→ Activity: Please return every line in the entries below with the word "Result" in it.

→ Dataset extract:
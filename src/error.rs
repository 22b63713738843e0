//! Error taxonomy: a stage-tagged, code-tagged error type plus the
//! best-effort API error detail extracted from a response body.
//!
//! Grounded on `error.rs`/`api/errors.rs` in the teacher SDK (which flattens
//! everything into one variant list); this crate keeps the two axes —
//! outcome code and failing stage — as independently queryable fields
//! because the tool loop and the last-error slot both need to branch on
//! stage without matching on a growing enum.

use std::fmt;
use std::path::PathBuf;

use thiserror::Error as ThisError;

/// Coarse outcome of an operation.
#[derive(Debug, Clone, Copy, PartialEq, Eq, Default)]
pub enum Code {
    #[default]
    None,
    Cancelled,
    Failed,
}

impl Code {
    pub fn as_str(self) -> &'static str {
        match self {
            Code::None => "none",
            Code::Cancelled => "cancelled",
            Code::Failed => "failed",
        }
    }
}

/// The subsystem a failure originated in.
#[derive(Debug, Clone, Copy, PartialEq, Eq, Default)]
pub enum Stage {
    #[default]
    None,
    Transport,
    Tls,
    Sse,
    Json,
    Protocol,
}

impl Stage {
    pub fn as_str(self) -> &'static str {
        match self {
            Stage::None => "none",
            Stage::Transport => "transport",
            Stage::Tls => "tls",
            Stage::Sse => "sse",
            Stage::Json => "json",
            Stage::Protocol => "protocol",
        }
    }
}

/// Best-effort decode of an API's `{"error": {"message", "type", "code"}}`
/// body. Extraction is best-effort: a body that doesn't parse at all yields
/// `None` from `from_body`, but individual missing fields inside a
/// recognized envelope are simply `None`.
#[derive(Debug, Clone, Default, serde::Deserialize)]
pub struct ErrorDetail {
    pub message: Option<String>,
    #[serde(rename = "type")]
    pub type_: Option<String>,
    pub code: Option<serde_json::Value>,
}

#[derive(Debug, serde::Deserialize)]
struct ErrorEnvelope {
    error: ErrorDetail,
}

impl ErrorDetail {
    pub fn from_body(raw_body: &str) -> Option<Self> {
        serde_json::from_str::<ErrorEnvelope>(raw_body)
            .ok()
            .map(|e| e.error)
    }
}

/// The crate's error type. Carries the code/stage pair the error handling
/// design requires plus a human-readable message, and — for protocol-level
/// failures — the raw response body and its parsed API error detail.
#[derive(Debug, Clone)]
pub struct Error {
    code: Code,
    stage: Stage,
    message: String,
    raw_body: Option<String>,
    detail: Option<ErrorDetail>,
    http_status: Option<u16>,
}

impl fmt::Display for Error {
    fn fmt(&self, f: &mut fmt::Formatter<'_>) -> fmt::Result {
        write!(
            f,
            "[{}/{}] {}",
            self.code.as_str(),
            self.stage.as_str(),
            self.message
        )
    }
}

impl std::error::Error for Error {}

impl Error {
    pub fn new(code: Code, stage: Stage, message: impl Into<String>) -> Self {
        Self {
            code,
            stage,
            message: message.into(),
            raw_body: None,
            detail: None,
            http_status: None,
        }
    }

    pub fn cancelled(stage: Stage) -> Self {
        Self::new(Code::Cancelled, stage, "operation cancelled")
    }

    pub fn transport(message: impl Into<String>) -> Self {
        Self::new(Code::Failed, Stage::Transport, message)
    }

    pub fn tls(message: impl Into<String>) -> Self {
        Self::new(Code::Failed, Stage::Tls, message)
    }

    pub fn sse(message: impl Into<String>) -> Self {
        Self::new(Code::Failed, Stage::Sse, message)
    }

    pub fn json(message: impl Into<String>) -> Self {
        Self::new(Code::Failed, Stage::Json, message)
    }

    pub fn protocol(message: impl Into<String>) -> Self {
        Self::new(Code::Failed, Stage::Protocol, message)
    }

    /// Attach the raw HTTP body and try to extract `{"error": {...}}` from
    /// it. Called by the request driver whenever transport returns a
    /// non-2xx status.
    pub fn with_body(mut self, raw_body: impl Into<String>) -> Self {
        let raw_body = raw_body.into();
        self.detail = ErrorDetail::from_body(&raw_body);
        self.raw_body = Some(raw_body);
        self
    }

    /// Attach the HTTP status code observed for this failure, per spec.md
    /// §3's "optional http status" error detail.
    pub fn with_http_status(mut self, status: u16) -> Self {
        self.http_status = Some(status);
        self
    }

    pub fn code(&self) -> Code {
        self.code
    }

    pub fn stage(&self) -> Stage {
        self.stage
    }

    pub fn raw_body(&self) -> Option<&str> {
        self.raw_body.as_deref()
    }

    pub fn detail(&self) -> Option<&ErrorDetail> {
        self.detail.as_ref()
    }

    pub fn http_status(&self) -> Option<u16> {
        self.http_status
    }
}

impl From<derive_builder::UninitializedFieldError> for Error {
    fn from(e: derive_builder::UninitializedFieldError) -> Self {
        Error::new(Code::Failed, Stage::None, e.to_string())
    }
}

/// Errors from the ambient configuration layer (§4.7). Kept separate from
/// [`Error`] because config loading happens before a `Client` exists, so
/// there is no stage/code pair to attach it to yet.
#[derive(ThisError, Debug)]
pub enum ConfigError {
    #[error("failed to read config file at {path}: {source}")]
    Io {
        path: PathBuf,
        #[source]
        source: std::io::Error,
    },
    #[error("invalid config format in {path}: {source}")]
    Parse {
        path: PathBuf,
        #[source]
        source: toml::de::Error,
    },
}

pub type Result<T> = std::result::Result<T, Error>;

→ Written answer:
    fn fmt(&self, f: &mut fmt::Formatter<'_>) -> fmt::Result {
pub type Result<T> = std::result::Result<T, Error>;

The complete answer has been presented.